====== Excerpted data

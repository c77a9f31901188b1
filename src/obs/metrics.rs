// self
use crate::obs::{FlowKind, FlowOutcome};

/// Records a flow outcome via the global metrics recorder (when enabled).
pub fn record_flow_outcome(kind: FlowKind, outcome: FlowOutcome) {
	#[cfg(feature = "metrics")]
	{
		metrics::counter!(
			"partner_auth_flow_total",
			"flow" => kind.as_str(),
			"outcome" => outcome.as_str()
		)
		.increment(1);
	}

	#[cfg(not(feature = "metrics"))]
	{
		let _ = (kind, outcome);
	}
}

/// Records a webhook verification result; `outcome` is `accepted` or a rejection label.
pub fn record_verification(outcome: &'static str) {
	#[cfg(feature = "metrics")]
	{
		metrics::counter!("partner_auth_webhook_total", "outcome" => outcome).increment(1);
	}

	#[cfg(not(feature = "metrics"))]
	{
		let _ = outcome;
	}
}

#[cfg(test)]
mod tests {
	// self
	use super::*;

	#[test]
	fn recorders_are_noops_without_a_global_recorder() {
		record_flow_outcome(FlowKind::BackgroundRefresh, FlowOutcome::Failure);
		record_verification("signature_invalid");
	}
}
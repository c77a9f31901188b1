// std
use std::sync::atomic::{AtomicU64, Ordering};

/// Thread-safe counters for network refreshes performed by one manager.
///
/// Cache hits are not counted; every attempt corresponds to exactly one
/// [`CredentialSource::acquire`](crate::flows::CredentialSource::acquire) call.
#[derive(Debug, Default)]
pub struct RefreshMetrics {
	attempts: AtomicU64,
	success: AtomicU64,
	failure: AtomicU64,
	stale_served: AtomicU64,
}
impl RefreshMetrics {
	/// Returns the total number of refresh attempts.
	pub fn attempts(&self) -> u64 {
		self.attempts.load(Ordering::Relaxed)
	}

	/// Returns the number of refreshes that stored a new credential.
	pub fn successes(&self) -> u64 {
		self.success.load(Ordering::Relaxed)
	}

	/// Returns the number of failed refreshes.
	pub fn failures(&self) -> u64 {
		self.failure.load(Ordering::Relaxed)
	}

	/// Returns how often a previous credential was served after a failed refresh.
	pub fn stale_served(&self) -> u64 {
		self.stale_served.load(Ordering::Relaxed)
	}

	pub(crate) fn record_attempt(&self) {
		self.attempts.fetch_add(1, Ordering::Relaxed);
	}

	pub(crate) fn record_success(&self) {
		self.success.fetch_add(1, Ordering::Relaxed);
	}

	pub(crate) fn record_failure(&self) {
		self.failure.fetch_add(1, Ordering::Relaxed);
	}

	pub(crate) fn record_stale_served(&self) {
		self.stale_served.fetch_add(1, Ordering::Relaxed);
	}
}
//! Client-credentials acquisition with bounded retries.

// self
use crate::{
	_prelude::*,
	auth::{ApiKey, Credential},
	clock::{Clock, SystemClock},
	error::ConfigError,
	flows::RetryPolicy,
	http::TokenHttpClient,
	oauth::{self, TransportErrorMapper},
	obs::{self, FlowKind, FlowOutcome, FlowSpan},
	partner::PartnerDescriptor,
};
#[cfg(feature = "reqwest")]
use crate::{http::ReqwestHttpClient, oauth::ReqwestTransportErrorMapper};

/// Boxed future returned by [`CredentialSource::acquire`].
pub type AcquireFuture<'a> = Pin<Box<dyn Future<Output = Result<Credential>> + 'a + Send>>;

/// Anything able to mint a fresh credential; the lifecycle manager only talks to this seam.
pub trait CredentialSource
where
	Self: Send + Sync,
{
	/// Obtains a brand-new credential, retrying internally as configured.
	fn acquire(&self) -> AcquireFuture<'_>;
}

#[cfg(feature = "reqwest")]
/// Acquirer specialized for the crate's default reqwest transport stack.
pub type ReqwestTokenAcquirer = TokenAcquirer<ReqwestHttpClient, ReqwestTransportErrorMapper>;

/// Performs the client-credentials exchange against one partner token endpoint.
pub struct TokenAcquirer<C, M>
where
	C: ?Sized + TokenHttpClient,
	M: ?Sized + TransportErrorMapper<C::TransportError>,
{
	/// HTTP client wrapper used for every exchange.
	pub http_client: Arc<C>,
	/// Mapper applied to transport-layer errors before classification.
	pub transport_mapper: Arc<M>,
	/// Endpoint and form parameters.
	pub descriptor: PartnerDescriptor,
	retry: RetryPolicy,
	api_key: ApiKey,
	clock: Arc<dyn Clock>,
}
impl<C, M> TokenAcquirer<C, M>
where
	C: ?Sized + TokenHttpClient,
	M: ?Sized + TransportErrorMapper<C::TransportError>,
{
	/// Creates an acquirer that reuses the caller-provided transport + mapper pair.
	pub fn with_http_client(
		descriptor: PartnerDescriptor,
		api_key: ApiKey,
		http_client: impl Into<Arc<C>>,
		mapper: impl Into<Arc<M>>,
	) -> Result<Self> {
		if api_key.is_empty() {
			return Err(ConfigError::InvalidApiKey.into());
		}

		Ok(Self {
			http_client: http_client.into(),
			transport_mapper: mapper.into(),
			descriptor,
			retry: RetryPolicy::default(),
			api_key,
			clock: Arc::new(SystemClock),
		})
	}

	/// Replaces the retry policy.
	pub fn with_retry_policy(mut self, retry: RetryPolicy) -> Self {
		self.retry = retry;

		self
	}

	/// Replaces the clock used for acquisition timestamps and backoff waits.
	pub fn with_clock(mut self, clock: Arc<dyn Clock>) -> Self {
		self.clock = clock;

		self
	}

	/// Retry policy in effect.
	pub fn retry_policy(&self) -> &RetryPolicy {
		&self.retry
	}

	/// Performs the exchange, retrying transient failures with bounded backoff.
	///
	/// Permanent failures (rejections and unusable 2xx bodies) return immediately. The last
	/// transient error is returned once the retry budget is exhausted.
	pub async fn acquire(&self) -> Result<Credential> {
		const KIND: FlowKind = FlowKind::TokenAcquisition;

		let span = FlowSpan::new(KIND, "acquire");

		obs::record_flow_outcome(KIND, FlowOutcome::Attempt);

		let result = span.instrument(self.acquire_with_retries()).await;

		match &result {
			Ok(_) => obs::record_flow_outcome(KIND, FlowOutcome::Success),
			Err(_) => obs::record_flow_outcome(KIND, FlowOutcome::Failure),
		}

		result
	}

	async fn acquire_with_retries(&self) -> Result<Credential> {
		let mut retry = 0;

		loop {
			let request = oauth::token_request(&self.descriptor, &self.api_key)?;
			let err = match oauth::exchange(
				self.http_client.as_ref(),
				self.transport_mapper.as_ref(),
				request,
				|| self.clock.now(),
			)
			.await
			{
				Ok(credential) => {
					obs::token_acquired(credential.expires_at, retry + 1);

					return Ok(credential);
				},
				Err(err) => err,
			};

			if !err.is_transient() || retry >= self.retry.max_retries {
				return Err(err);
			}

			let hint = match &err {
				Error::Acquisition(inner) => inner.retry_after(),
				_ => None,
			};
			let delay = self.retry.delay_for(retry, hint);

			obs::acquisition_retry(retry + 1, delay, &err);
			self.clock.sleep(delay).await;

			retry += 1;
		}
	}
}
#[cfg(feature = "reqwest")]
impl TokenAcquirer<ReqwestHttpClient, ReqwestTransportErrorMapper> {
	/// Creates an acquirer with its own reqwest transport bounded by
	/// [`ReqwestHttpClient::DEFAULT_TIMEOUT`].
	pub fn new(descriptor: PartnerDescriptor, api_key: ApiKey) -> Result<Self> {
		Self::with_http_client(
			descriptor,
			api_key,
			ReqwestHttpClient::with_timeout(ReqwestHttpClient::DEFAULT_TIMEOUT)?,
			ReqwestTransportErrorMapper,
		)
	}
}
impl<C, M> CredentialSource for TokenAcquirer<C, M>
where
	C: ?Sized + TokenHttpClient,
	M: ?Sized + TransportErrorMapper<C::TransportError>,
{
	fn acquire(&self) -> AcquireFuture<'_> {
		Box::pin(TokenAcquirer::acquire(self))
	}
}
impl<C, M> Debug for TokenAcquirer<C, M>
where
	C: ?Sized + TokenHttpClient,
	M: ?Sized + TransportErrorMapper<C::TransportError>,
{
	fn fmt(&self, f: &mut Formatter) -> FmtResult {
		f.debug_struct("TokenAcquirer")
			.field("descriptor", &self.descriptor)
			.field("retry", &self.retry)
			.field("api_key", &self.api_key)
			.finish()
	}
}
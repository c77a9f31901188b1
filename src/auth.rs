//! Credential models: the cached bearer token, redacted secrets, and token claim helpers.

pub mod claims;
pub mod credential;
pub mod secret;

pub use claims::*;
pub use credential::*;
pub use secret::*;
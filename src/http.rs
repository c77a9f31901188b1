//! Transport seam for the partner token exchange.
//!
//! [`TokenHttpClient`] is the crate's only dependency on an HTTP stack. The acquirer asks it
//! for a short-lived [`AsyncHttpClient`] handle per attempt, each carrying a
//! [`ResponseMetadataSlot`] so status codes and `Retry-After` hints survive into error
//! classification even when the transport itself fails.

// std
use std::ops::Deref;
// crates.io
use oauth2::{AsyncHttpClient, HttpClientError, HttpRequest, HttpResponse};
#[cfg(feature = "reqwest")] use reqwest::header::{HeaderMap, RETRY_AFTER};
#[cfg(feature = "reqwest")] use time::format_description::well_known::Rfc2822;
// self
use crate::_prelude::*;

/// HTTP transport able to execute token exchanges while publishing response metadata.
///
/// Implementations must be `Send + Sync + 'static` so one transport can back a long-lived
/// acquirer shared by request handlers and the background refresh task. Handles own whatever
/// state their request futures need, keeping those futures `Send`.
pub trait TokenHttpClient
where
	Self: 'static + Send + Sync,
{
	/// Concrete error emitted by the underlying transport.
	type TransportError: 'static + Send + Sync + StdError;

	/// [`AsyncHttpClient`] handle tied to a [`ResponseMetadataSlot`].
	type Handle: for<'c> AsyncHttpClient<
			'c,
			Error = HttpClientError<Self::TransportError>,
			Future: 'c + Send,
		>
		+ 'static
		+ Send
		+ Sync;

	/// Builds a handle that records outcomes in `slot`.
	///
	/// Handles call [`ResponseMetadataSlot::take`] before dispatching so nothing leaks across
	/// retries, and [`ResponseMetadataSlot::store`] as soon as a status line is known.
	fn with_metadata(&self, slot: ResponseMetadataSlot) -> Self::Handle;
}

/// Metadata from the most recent HTTP response.
#[derive(Clone, Debug, Default, PartialEq, Eq)]
pub struct ResponseMetadata {
	/// HTTP status code returned by the token endpoint, if available.
	pub status: Option<u16>,
	/// Retry-After hint expressed as a relative duration.
	pub retry_after: Option<Duration>,
}

/// Thread-safe slot for sharing [`ResponseMetadata`] between transport and error layers.
#[derive(Clone, Debug, Default)]
pub struct ResponseMetadataSlot(Arc<Mutex<Option<ResponseMetadata>>>);
impl ResponseMetadataSlot {
	/// Stores new metadata for the current request.
	pub fn store(&self, meta: ResponseMetadata) {
		*self.0.lock() = Some(meta);
	}

	/// Returns the captured metadata, if any, consuming it from the slot.
	pub fn take(&self) -> Option<ResponseMetadata> {
		self.0.lock().take()
	}
}

/// Thin wrapper around [`ReqwestClient`] used for token exchanges.
///
/// Token endpoints answer directly, so clients built here never follow redirects, and every
/// call is bounded by a request timeout. A timed-out exchange surfaces as a transient failure
/// and is retried by the acquirer.
#[cfg(feature = "reqwest")]
#[derive(Clone, Default)]
pub struct ReqwestHttpClient(pub ReqwestClient);
#[cfg(feature = "reqwest")]
impl ReqwestHttpClient {
	/// Default bound on a single token exchange.
	pub const DEFAULT_TIMEOUT: std::time::Duration = std::time::Duration::from_secs(10);

	/// Wraps an existing reqwest [`ReqwestClient`].
	pub fn with_client(client: ReqwestClient) -> Self {
		Self(client)
	}

	/// Builds a client that gives up on a single exchange after `timeout`.
	pub fn with_timeout(timeout: std::time::Duration) -> Result<Self> {
		let client = ReqwestClient::builder()
			.timeout(timeout)
			.redirect(reqwest::redirect::Policy::none())
			.build()
			.map_err(crate::error::ConfigError::from)?;

		Ok(Self(client))
	}

	pub(crate) fn instrumented(&self, slot: ResponseMetadataSlot) -> InstrumentedHandle {
		InstrumentedHandle::new(self.0.clone(), slot)
	}
}
#[cfg(feature = "reqwest")]
impl AsRef<ReqwestClient> for ReqwestHttpClient {
	fn as_ref(&self) -> &ReqwestClient {
		&self.0
	}
}
#[cfg(feature = "reqwest")]
impl Deref for ReqwestHttpClient {
	type Target = ReqwestClient;

	fn deref(&self) -> &Self::Target {
		&self.0
	}
}

#[cfg(feature = "reqwest")]
struct InstrumentedHttpClient {
	client: ReqwestClient,
	slot: ResponseMetadataSlot,
}

/// Handle returned by [`ReqwestHttpClient`] that satisfies [`TokenHttpClient`].
#[cfg(feature = "reqwest")]
#[derive(Clone)]
pub struct InstrumentedHandle(Arc<InstrumentedHttpClient>);
#[cfg(feature = "reqwest")]
impl InstrumentedHandle {
	fn new(client: ReqwestClient, slot: ResponseMetadataSlot) -> Self {
		Self(Arc::new(InstrumentedHttpClient { client, slot }))
	}
}
#[cfg(feature = "reqwest")]
impl<'c> AsyncHttpClient<'c> for InstrumentedHandle {
	type Error = HttpClientError<ReqwestError>;
	type Future =
		Pin<Box<dyn Future<Output = Result<HttpResponse, Self::Error>> + 'c + Send + Sync>>;

	fn call(&'c self, request: HttpRequest) -> Self::Future {
		let inner = Arc::clone(&self.0);

		Box::pin(async move {
			inner.slot.take();

			let response = inner
				.client
				.execute(request.try_into().map_err(Box::new)?)
				.await
				.map_err(Box::new)?;
			let status = response.status();
			let headers = response.headers().to_owned();
			let retry_after = parse_retry_after(&headers, OffsetDateTime::now_utc());

			inner.slot.store(ResponseMetadata { status: Some(status.as_u16()), retry_after });

			let mut converted =
				HttpResponse::new(response.bytes().await.map_err(Box::new)?.to_vec());

			*converted.status_mut() = status;
			*converted.headers_mut() = headers;

			Ok(converted)
		})
	}
}
#[cfg(feature = "reqwest")]
impl TokenHttpClient for ReqwestHttpClient {
	type Handle = InstrumentedHandle;
	type TransportError = ReqwestError;

	fn with_metadata(&self, slot: ResponseMetadataSlot) -> Self::Handle {
		self.instrumented(slot)
	}
}

/// Reads a `Retry-After` header given as delta-seconds or an HTTP date relative to `now`.
#[cfg(feature = "reqwest")]
pub(crate) fn parse_retry_after(headers: &HeaderMap, now: OffsetDateTime) -> Option<Duration> {
	let raw = headers.get(RETRY_AFTER)?.to_str().ok()?.trim();

	if let Ok(secs) = raw.parse::<u32>() {
		return Some(Duration::seconds(i64::from(secs)));
	}
	if let Ok(moment) = OffsetDateTime::parse(raw, &Rfc2822) {
		let delta = moment - now;

		if delta.is_positive() {
			return Some(delta);
		}
	}

	None
}
//! Shared helpers for integration tests: an httpmock-friendly transport, partner descriptors,
//! and signing fixtures.

#![allow(dead_code)]

// std
use std::sync::Arc;
// crates.io
use base64::{Engine, engine::general_purpose::STANDARD};
use httpmock::MockServer;
use ring::{
	rand::SystemRandom,
	signature::{RSA_PSS_SHA256, RsaKeyPair},
};
use time::Duration;
// self
use partner_auth::{
	auth::ApiKey,
	clock::Clock,
	flows::{ReqwestTokenAcquirer, RetryPolicy, TokenAcquirer},
	http::ReqwestHttpClient,
	oauth::ReqwestTransportErrorMapper,
	partner::PartnerDescriptor,
	reqwest::Client,
	url::Url,
	webhook::{DigestBuilder, PublicKeyMaterial},
};

/// Pre-encoded Basic credential used by every acquisition test.
pub const API_KEY: &str = "cGFydG5lci1pZDpwYXJ0bmVyLXNlY3JldA==";
/// Timestamp the checked-in fixture signature was produced for.
pub const SIGNED_AT_RAW: &str = "2025-07-01T00:58:21Z";

/// Builds a reqwest HTTP client that accepts the self-signed certificates produced by
/// `httpmock` during tests.
pub fn test_reqwest_http_client() -> ReqwestHttpClient {
	let client = Client::builder()
		.danger_accept_invalid_certs(true)
		.danger_accept_invalid_hostnames(true)
		.build()
		.expect("Failed to build insecure Reqwest client for tests.");

	ReqwestHttpClient::with_client(client)
}

/// Descriptor pointing at the mock server's `/token` route.
pub fn build_descriptor(server: &MockServer) -> PartnerDescriptor {
	PartnerDescriptor::builder(
		Url::parse(&server.url("/token")).expect("Mock token endpoint should parse successfully."),
	)
	.build()
	.expect("Partner descriptor should build successfully.")
}

/// Retry policy with millisecond delays so retry tests stay fast.
pub fn fast_retry(max_retries: u32) -> RetryPolicy {
	RetryPolicy::default()
		.with_max_retries(max_retries)
		.with_base_delay(Duration::milliseconds(1))
		.with_max_delay(Duration::milliseconds(5))
		.with_jitter(false)
}

/// Acquirer wired to the mock server through the insecure test transport.
pub fn build_test_acquirer(server: &MockServer, clock: Arc<dyn Clock>) -> ReqwestTokenAcquirer {
	TokenAcquirer::with_http_client(
		build_descriptor(server),
		ApiKey::new(API_KEY),
		test_reqwest_http_client(),
		ReqwestTransportErrorMapper,
	)
	.expect("Acquirer should build with a non-empty API key.")
	.with_retry_policy(fast_retry(2))
	.with_clock(clock)
}

/// JSON body of a successful token response.
pub fn token_body(token: &str, expires_in: i64) -> String {
	format!(
		r#"{{"access_token":"{token}","expires_in":{expires_in},"token_type":"Bearer","scope":"k1_integration_api"}}"#
	)
}

/// Reads a file from `tests/fixtures`.
pub fn fixture(name: &str) -> String {
	let path = format!("{}/tests/fixtures/{name}", env!("CARGO_MANIFEST_DIR"));

	std::fs::read_to_string(&path).unwrap_or_else(|e| panic!("Failed to read fixture {path}: {e}."))
}

/// Raw bytes of the fixture order event.
pub fn order_event() -> Vec<u8> {
	fixture("order_event.json").into_bytes()
}

/// Partner public key loaded from its base64 SPKI fixture.
pub fn partner_key() -> PublicKeyMaterial {
	PublicKeyMaterial::from_base64(&fixture("partner_public_spki.b64"))
		.expect("Partner key fixture should load.")
}

/// Signs `timestamp || payload` with RSA-PSS/SHA-256 using a PKCS#8 fixture key.
pub fn sign_with(private_fixture: &str, timestamp: &str, payload: &[u8]) -> String {
	let der = STANDARD
		.decode(fixture(private_fixture).trim())
		.expect("Private key fixture should be valid base64.");
	let pair = RsaKeyPair::from_pkcs8(&der).expect("Private key fixture should be PKCS#8 RSA.");
	let mut signature = vec![0; pair.public().modulus_len()];

	pair.sign(
		&RSA_PSS_SHA256,
		&SystemRandom::new(),
		&DigestBuilder::build(timestamp, payload),
		&mut signature,
	)
	.expect("Signing with the fixture key should succeed.");

	STANDARD.encode(signature)
}
mod common;

// std
use std::sync::Arc;
// crates.io
use httpmock::prelude::*;
use time::{Duration, macros::datetime};
// self
use common::*;
use partner_auth::{
	clock::{Clock, ManualClock},
	flows::{CredentialLifecycleManager, RefreshFailurePolicy, RefreshPolicy},
	store::{CredentialStore, MemoryStore},
};

fn build_manager(
	server: &MockServer,
	clock: &ManualClock,
	policy: RefreshPolicy,
) -> (CredentialLifecycleManager, Arc<MemoryStore>) {
	let store = Arc::new(MemoryStore::default());
	let acquirer = build_test_acquirer(server, Arc::new(clock.clone()));
	let manager = CredentialLifecycleManager::new(Arc::new(acquirer), store.clone(), policy)
		.with_clock(Arc::new(clock.clone()));

	(manager, store)
}

#[tokio::test]
async fn issued_token_is_reused_until_the_buffer() {
	let server = MockServer::start_async().await;
	let clock = ManualClock::new(datetime!(2025-07-01 00:00:00 UTC));
	let (manager, store) = build_manager(&server, &clock, RefreshPolicy::default());
	let mock = server
		.mock_async(|when, then| {
			when.method(POST).path("/token");
			then.status(200)
				.header("content-type", "application/json")
				.body(token_body("tok", 3600));
		})
		.await;
	let first = manager.get_valid_token().await.expect("Initial acquisition should succeed.");
	let second = manager.get_valid_token().await.expect("Cached token should be served.");

	mock.assert_calls_async(1).await;

	assert_eq!(first.token(), "tok");
	assert_eq!(second, first);
	assert_eq!(first.expires_at, clock.now() + Duration::seconds(3600));
	assert_eq!(store.load().as_ref(), Some(&first));

	// Default buffer is two minutes: 57m59s in, the token still has 2m01s left.
	clock.advance(Duration::minutes(57) + Duration::seconds(59));
	manager.get_valid_token().await.expect("Token outside the buffer should be served.");
	mock.assert_calls_async(1).await;

	clock.advance(Duration::seconds(1));
	manager.get_valid_token().await.expect("Token inside the buffer should be refreshed.");
	manager.get_valid_token().await.expect("Refreshed token should be served.");
	mock.assert_calls_async(2).await;

	assert_eq!(manager.refresh_metrics.attempts(), 2);
}

#[tokio::test(flavor = "multi_thread", worker_threads = 4)]
async fn concurrent_callers_trigger_a_single_acquisition() {
	let server = MockServer::start_async().await;
	let clock = ManualClock::new(datetime!(2025-07-01 00:00:00 UTC));
	let (manager, _store) = build_manager(&server, &clock, RefreshPolicy::default());
	let mock = server
		.mock_async(|when, then| {
			when.method(POST).path("/token");
			then.status(200)
				.header("content-type", "application/json")
				.delay(std::time::Duration::from_millis(50))
				.body(token_body("shared", 3600));
		})
		.await;
	let callers = (0..32)
		.map(|_| {
			let manager = manager.clone();

			tokio::spawn(async move { manager.get_valid_token().await })
		})
		.collect::<Vec<_>>();

	for caller in callers {
		let credential = caller
			.await
			.expect("Caller task should not panic.")
			.expect("Every caller should receive a token.");

		assert_eq!(credential.token(), "shared");
	}

	mock.assert_calls_async(1).await;
}

#[tokio::test]
async fn failed_refresh_propagates_or_serves_stale_per_policy() {
	let server = MockServer::start_async().await;
	let clock = ManualClock::new(datetime!(2025-07-01 00:00:00 UTC));
	let (strict, strict_store) = build_manager(&server, &clock, RefreshPolicy::default());
	let (lenient, lenient_store) = build_manager(
		&server,
		&clock,
		RefreshPolicy::default().with_on_failure(RefreshFailurePolicy::ServeStale),
	);
	let mut ok = server
		.mock_async(|when, then| {
			when.method(POST).path("/token");
			then.status(200)
				.header("content-type", "application/json")
				.body(token_body("first", 600));
		})
		.await;

	strict.get_valid_token().await.expect("Initial acquisition should succeed.");
	lenient.get_valid_token().await.expect("Initial acquisition should succeed.");
	ok.delete_async().await;

	let failing = server
		.mock_async(|when, then| {
			when.method(POST).path("/token");
			then.status(401).body(r#"{"error":"invalid_client"}"#);
		})
		.await;

	clock.advance(Duration::minutes(15));

	strict.get_valid_token().await.expect_err("Strict managers surface refresh failures.");

	let stale = lenient.get_valid_token().await.expect("Lenient managers serve the old token.");

	assert_eq!(stale.token(), "first");
	assert!(stale.is_expired_at(clock.now()));
	assert_eq!(lenient.refresh_metrics.stale_served(), 1);
	assert_eq!(strict_store.load().map(|c| c.token().to_owned()).as_deref(), Some("first"));
	assert_eq!(lenient_store.load().map(|c| c.token().to_owned()).as_deref(), Some("first"));

	failing.assert_calls_async(2).await;
}

#[tokio::test]
async fn background_task_refreshes_ahead_of_expiry() {
	let server = MockServer::start_async().await;
	let clock = ManualClock::new(datetime!(2025-07-01 00:00:00 UTC));
	let policy = RefreshPolicy::default().with_refresh_buffer(Duration::minutes(1));
	let (manager, _store) = build_manager(&server, &clock, policy);
	let mock = server
		.mock_async(|when, then| {
			when.method(POST).path("/token");
			then.status(200)
				.header("content-type", "application/json")
				.body(token_body("background", 300));
		})
		.await;
	let handle = manager.spawn_background_refresh();

	wait_until(|| manager.cached().is_some()).await;
	mock.assert_calls_async(1).await;

	// Due at 4 minutes: expiry 5m minus the 1m buffer.
	wait_until(|| clock.pending_sleepers() > 0).await;
	clock.advance(Duration::minutes(4));
	wait_until(|| manager.refresh_metrics.successes() == 2).await;
	mock.assert_calls_async(2).await;

	handle.shutdown().await;

	assert_eq!(manager.refresh_metrics.failures(), 0);
}

async fn wait_until(mut ready: impl FnMut() -> bool) {
	for _ in 0..500 {
		if ready() {
			return;
		}

		tokio::time::sleep(std::time::Duration::from_millis(10)).await;
	}

	panic!("Condition was not met within five seconds.");
}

============

Assignment - Word for word, repeat the line holding "the 1m buffer." and all lines after it through the end of the entries above.

Result -
	// Due at 4 minutes: expiry 5m minus the 1m buffer.
	wait_until(|| clock.pending_sleepers() > 0).await;
	clock.advance(Duration::minutes(4));
	wait_until(|| manager.refresh_metrics.successes() == 2).await;
	mock.assert_calls_async(2).await;

	handle.shutdown().await;

	assert_eq!(manager.refresh_metrics.failures(), 0);
}

async fn wait_until(mut ready: impl FnMut() -> bool) {
	for _ in 0..500 {
		if ready() {
			return;
		}

		tokio::time::sleep(std::time::Duration::from_millis(10)).await;
	}

	panic!("Condition was not met within five seconds.");
}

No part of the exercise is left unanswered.